Rugged arches both define Cabo San Lucas’ coastline and create some of the area’s best scuba diving. One of those dive spots is known as Sand Falls, located by the arch that stands at the head of the harbor. Discovered by legendary underwater explorer Jacques Cousteau, this natural phenomenon is a cascade of—as the name suggests—sand.
The friction between the tectonic plates of North America and the Pacific, combined with the warm waters of the Pacific Ocean and the Sea of Cortez, can form sand cascades. Similar natural wonders typically occur under dry or desert conditions such as canyons, but in the case of Cabo, it’s underwater. At Sand Falls, divers can watch this continual run-off of sand into the sea, which starts at 90 feet (27 meters) and descends to 120 feet (36 meters). Diving tours typically explore Sand Falls and other sites around Land’s End.
Things to Know Before You Go
- Sand Falls is a unique must-see for experienced divers.
- The waters around Sand Falls are home to octopus, angelfish, seahorses, and more.
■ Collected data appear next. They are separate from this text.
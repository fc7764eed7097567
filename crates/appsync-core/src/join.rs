//! Fan-out join discipline
//!
//! Every sibling operation runs to completion before any error is reported,
//! so side effects from unrelated objects are never abandoned mid-flight;
//! the overall call still fails if any one operation failed.

use std::future::Future;

use futures_util::future::join_all;

/// Drive all futures to completion, then return their outputs or the first
/// error encountered, in input order.
pub async fn settle_all<T, E, I, F>(futures: I) -> std::result::Result<Vec<T>, E>
where
    I: IntoIterator<Item = F>,
    F: Future<Output = std::result::Result<T, E>>,
{
    join_all(futures).await.into_iter().collect()
}
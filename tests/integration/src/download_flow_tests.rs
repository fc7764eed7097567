//! End-to-end download flow tests against archive fixtures

use std::fs;
use std::path::Path;
use std::sync::Arc;

use base64::{Engine as _, engine::general_purpose::STANDARD as BASE64};
use pretty_assertions::assert_eq;

use appsync_core::{SnapshotStore, SyncEngine};
use integration_tests::{MockRemote, build_archive};

fn engine(work_root: &Path, remote: Arc<MockRemote>) -> SyncEngine {
    SyncEngine::new(work_root.to_path_buf(), remote).unwrap()
}

#[tokio::test]
async fn download_rebuilds_items_with_sidecars() {
    let dir = tempfile::tempdir().unwrap();
    let remote = Arc::new(MockRemote {
        archive: build_archive(&[
            ("data-items.json", br#"[{"name":"x","category":"web"}]"#),
            ("data-items/x", b"payload"),
        ]),
        ..MockRemote::default()
    });
    let engine = engine(dir.path(), remote);

    engine.download().await.unwrap();

    assert_eq!(fs::read(dir.path().join("data-items/x")).unwrap(), b"payload");
    let sidecar: serde_json::Value = serde_json::from_str(
        &fs::read_to_string(dir.path().join("data-items/x.meta.json")).unwrap(),
    )
    .unwrap();
    assert_eq!(sidecar, serde_json::json!({"category": "web"}));

    // The fresh snapshot tracks the rebuilt tree
    let snapshot = SnapshotStore::new(dir.path()).load().unwrap();
    assert!(snapshot.data_items.contains_key("x"));
    assert!(snapshot.data_items.contains_key("x.meta.json"));
}

#[tokio::test]
async fn download_decodes_documents_and_clears_stale_files() {
    let dir = tempfile::tempdir().unwrap();
    fs::create_dir_all(dir.path().join("data-objects")).unwrap();
    fs::write(dir.path().join("data-objects/stale.py"), "old").unwrap();

    let manifest = format!(
        r#"[{{"name":"calc","category":"tools","stylesheet":"{}"}}]"#,
        BASE64.encode("x = 2")
    );
    let remote = Arc::new(MockRemote {
        archive: build_archive(&[("data-objects.json", manifest.as_bytes())]),
        ..MockRemote::default()
    });
    let engine = engine(dir.path(), remote);

    engine.download().await.unwrap();

    assert!(!dir.path().join("data-objects/stale.py").exists());
    assert_eq!(
        fs::read_to_string(dir.path().join("data-objects/calc.py")).unwrap(),
        "x = 2"
    );
    let sidecar: serde_json::Value = serde_json::from_str(
        &fs::read_to_string(dir.path().join("data-objects/calc.meta.json")).unwrap(),
    )
    .unwrap();
    assert_eq!(sidecar["stylesheet"], "<See corresponding .py file>");
}

#[tokio::test]
async fn download_keeps_ignored_local_files() {
    let dir = tempfile::tempdir().unwrap();
    fs::write(dir.path().join(".appsyncignore"), "data-items/web/").unwrap();
    fs::create_dir_all(dir.path().join("data-items/web")).unwrap();
    fs::write(dir.path().join("data-items/web/local.html"), "keep me").unwrap();

    let remote = Arc::new(MockRemote {
        archive: build_archive(&[("data-items.json", b"[]")]),
        ..MockRemote::default()
    });
    let engine = engine(dir.path(), remote);

    engine.download().await.unwrap();

    assert_eq!(
        fs::read_to_string(dir.path().join("data-items/web/local.html")).unwrap(),
        "keep me"
    );
}

#[tokio::test]
async fn download_then_upload_reports_no_changes() {
    let dir = tempfile::tempdir().unwrap();
    let manifest = format!(
        r#"[{{"name":"calc","category":"tools","stylesheet":"{}"}}]"#,
        BASE64.encode("x = 2")
    );
    let remote = Arc::new(MockRemote {
        archive: build_archive(&[
            ("data-items.json", br#"[{"name":"x","category":"web"}]"#),
            ("data-items/x", b"payload"),
            ("data-source-items.json", manifest.as_bytes()),
        ]),
        ..MockRemote::default()
    });
    let engine = engine(dir.path(), remote.clone());

    engine.download().await.unwrap();
    remote.clear();

    // Everything just downloaded hashes identically, so nothing uploads
    engine.upload().await.unwrap();
    assert!(remote.recorded().is_empty());
}
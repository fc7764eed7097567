//! Sync orchestrator
//!
//! Owns the three object collections and drives the two top-level flows.
//! Upload: load snapshot, diff and push each collection, then recompute and
//! persist a fresh snapshot. Download: clear non-ignored files, fetch and
//! unpack the remote archive, then recompute and persist. Neither flow
//! saves the snapshot on failure, so a retried run re-diffs against the
//! last known-good state.

use std::path::PathBuf;
use std::sync::Arc;

use tracing::info;

use appsync_fs::{Category, IGNORE_FILE, IgnoreFilter, io};
use appsync_remote::RemoteStore;

use crate::archive;
use crate::collection::ObjectCollection;
use crate::snapshot::{Snapshot, SnapshotStore};
use crate::{Result, settle_all};

/// Orchestrates upload and download between the work root and the remote.
pub struct SyncEngine {
    work_root: PathBuf,
    remote: Arc<dyn RemoteStore>,
    store: SnapshotStore,
    ignore: Arc<IgnoreFilter>,
}

impl SyncEngine {
    /// Create an engine for `work_root`.
    ///
    /// Loads the ignore file, creating it with default rules if absent.
    pub fn new(work_root: impl Into<PathBuf>, remote: Arc<dyn RemoteStore>) -> Result<Self> {
        let work_root = work_root.into();
        let ignore = Arc::new(IgnoreFilter::load_or_init(&work_root.join(IGNORE_FILE))?);
        let store = SnapshotStore::new(&work_root);
        Ok(Self {
            work_root,
            remote,
            store,
            ignore,
        })
    }

    pub fn work_root(&self) -> &PathBuf {
        &self.work_root
    }

    /// Create the work root and the three category directories if missing.
    pub fn ensure_work_tree(&self) -> Result<()> {
        for category in Category::ALL {
            io::ensure_dir(&self.work_root.join(category.dir_name()))?;
        }
        Ok(())
    }

    fn collections(&self, snapshot: &Snapshot) -> [ObjectCollection; 3] {
        Category::ALL.map(|category| {
            ObjectCollection::new(
                category,
                self.work_root.clone(),
                self.remote.clone(),
                self.ignore.clone(),
                snapshot.slice(category).clone(),
            )
        })
    }

    /// Push all local changes to the remote, then persist a fresh snapshot.
    ///
    /// The three collections upload concurrently; all settle before the
    /// first failure (if any) aborts the flow, leaving the previous snapshot
    /// in place.
    pub async fn upload(&self) -> Result<()> {
        let snapshot = self.store.load()?;
        let collections = self.collections(&snapshot);

        settle_all(collections.iter().map(|c| c.upload())).await?;
        info!("upload complete");

        self.save_fresh_snapshot(&collections).await
    }

    /// Replace the local tree with the remote's current state, then persist
    /// a fresh snapshot.
    ///
    /// A failure mid-flow leaves the tree cleared but not repopulated and
    /// the snapshot unwritten; the caller retries the whole flow.
    pub async fn download(&self) -> Result<()> {
        self.ensure_work_tree()?;
        // Snapshot slices are only consulted for diffing, which download
        // never does
        let collections = self.collections(&Snapshot::default());

        settle_all(collections.iter().map(|c| c.remove_non_ignored())).await?;
        info!("cleared non-ignored files");

        let bytes = self.remote.download_archive().await?;
        info!(bytes = bytes.len(), "archive downloaded");

        archive::unpack(&self.work_root, &bytes).await?;
        info!("archive unpacked");

        self.save_fresh_snapshot(&collections).await
    }

    /// Recompute hashes for all three categories (batched per category,
    /// categories concurrent) and replace the snapshot file.
    async fn save_fresh_snapshot(&self, collections: &[ObjectCollection; 3]) -> Result<()> {
        let hashes = settle_all(collections.iter().map(|c| c.compute_hashes())).await?;

        let mut snapshot = Snapshot::default();
        for (collection, slice) in collections.iter().zip(hashes) {
            snapshot.set_slice(collection.category(), slice);
        }
        self.store.save(&snapshot)?;
        info!(path = %self.store.path().display(), "snapshot saved");
        Ok(())
    }
}
//! Sync configuration
//!
//! A single JSON file at the project root carries the remote credentials,
//! target group/app, base URL, and the work subdirectory holding the synced
//! tree.

use std::path::{Path, PathBuf};

use serde::{Deserialize, Serialize};

use crate::{Error, Result};

/// File name of the sync configuration at the project root.
pub const CONFIG_FILE: &str = "appsyncconfig.json";

/// Remote credentials and project layout.
#[derive(Debug, Clone, Serialize, Deserialize)]
pub struct SyncConfig {
    pub username: String,
    pub password: String,
    /// Remote project group the app belongs to
    pub group: String,
    /// Remote app name
    pub app: String,
    #[serde(rename = "baseUrl")]
    pub base_url: String,
    /// Subdirectory of the project root holding the synced tree;
    /// empty means the project root itself
    #[serde(default)]
    pub workpath: String,
    /// Group used when launching the app, kept for config compatibility
    #[serde(default)]
    pub rungroup: String,
    /// App used when launching, kept for config compatibility
    #[serde(default)]
    pub runapp: String,
}

impl SyncConfig {
    /// Load the configuration from `<project_root>/appsyncconfig.json`.
    ///
    /// # Errors
    ///
    /// `ConfigNotFound` if the file is absent, `ConfigParse` if it exists
    /// but is not valid.
    pub fn load(project_root: &Path) -> Result<Self> {
        let path = project_root.join(CONFIG_FILE);
        let content = match std::fs::read_to_string(&path) {
            Ok(content) => content,
            Err(e) if e.kind() == std::io::ErrorKind::NotFound => {
                return Err(Error::ConfigNotFound { path });
            }
            Err(e) => return Err(appsync_fs::Error::io(&path, e).into()),
        };
        serde_json::from_str(&content).map_err(|e| Error::ConfigParse {
            path,
            message: e.to_string(),
        })
    }

    /// Write a placeholder configuration if none exists yet.
    ///
    /// Returns `true` if the template was created, `false` if a
    /// configuration file was already present.
    pub fn create_template(project_root: &Path) -> Result<bool> {
        let path = project_root.join(CONFIG_FILE);
        if path.exists() {
            return Ok(false);
        }
        let template = Self {
            username: "<username>/<devgroups>".into(),
            password: "<password>".into(),
            group: "<projectGroup>".into(),
            app: "<appname>".into(),
            base_url: "https://example.invalid/".into(),
            workpath: String::new(),
            rungroup: String::new(),
            runapp: String::new(),
        };
        let content =
            serde_json::to_string_pretty(&template).expect("template serializes");
        appsync_fs::io::write_text(&path, &content)?;
        Ok(true)
    }

    /// Resolve the work root: the project root joined with `workpath`.
    pub fn work_root(&self, project_root: &Path) -> PathBuf {
        if self.workpath.is_empty() {
            project_root.to_path_buf()
        } else {
            project_root.join(&self.workpath)
        }
    }
}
- Sand Falls is often a jumping-off point for snorkeling and diving trips in the Cabo San Lucas marina, and is close to other dive spots including three shipwrecks.
How to Get There
You can arrange a trip out to Sand Falls through a number of different dive operators around the Cabo San Lucas marina. Two- and 3-dive tours are also available, and typically include sightseeing boat rides around the waters of the Land’s End area to see Lover’s Beach, the sea lion colony, the famous arch (El Arco), and more.
When to Get There
The best time to dive around Cabo San Lucas is October and November, when the Sea of Cortez is at its warmest—but this is also when there’s a high risk of typhoons, so you may want to invest in trip insurance if you’re planning a trip in the fall. December through March is also excellent for diving, and you may be lucky to spot humpback and grey whales, along with sea lions and schools of rays.
The Sea Lion Colony
Considered an easier dive than Sand Falls, the Sea Lion Colony site descends up to 70 feet (21 meters) and is a good option for novice divers in the Land’s End area. Plus, as the name suggests, you’ll spot plenty of sea lions sunbathing on the rocks in their natural habitat.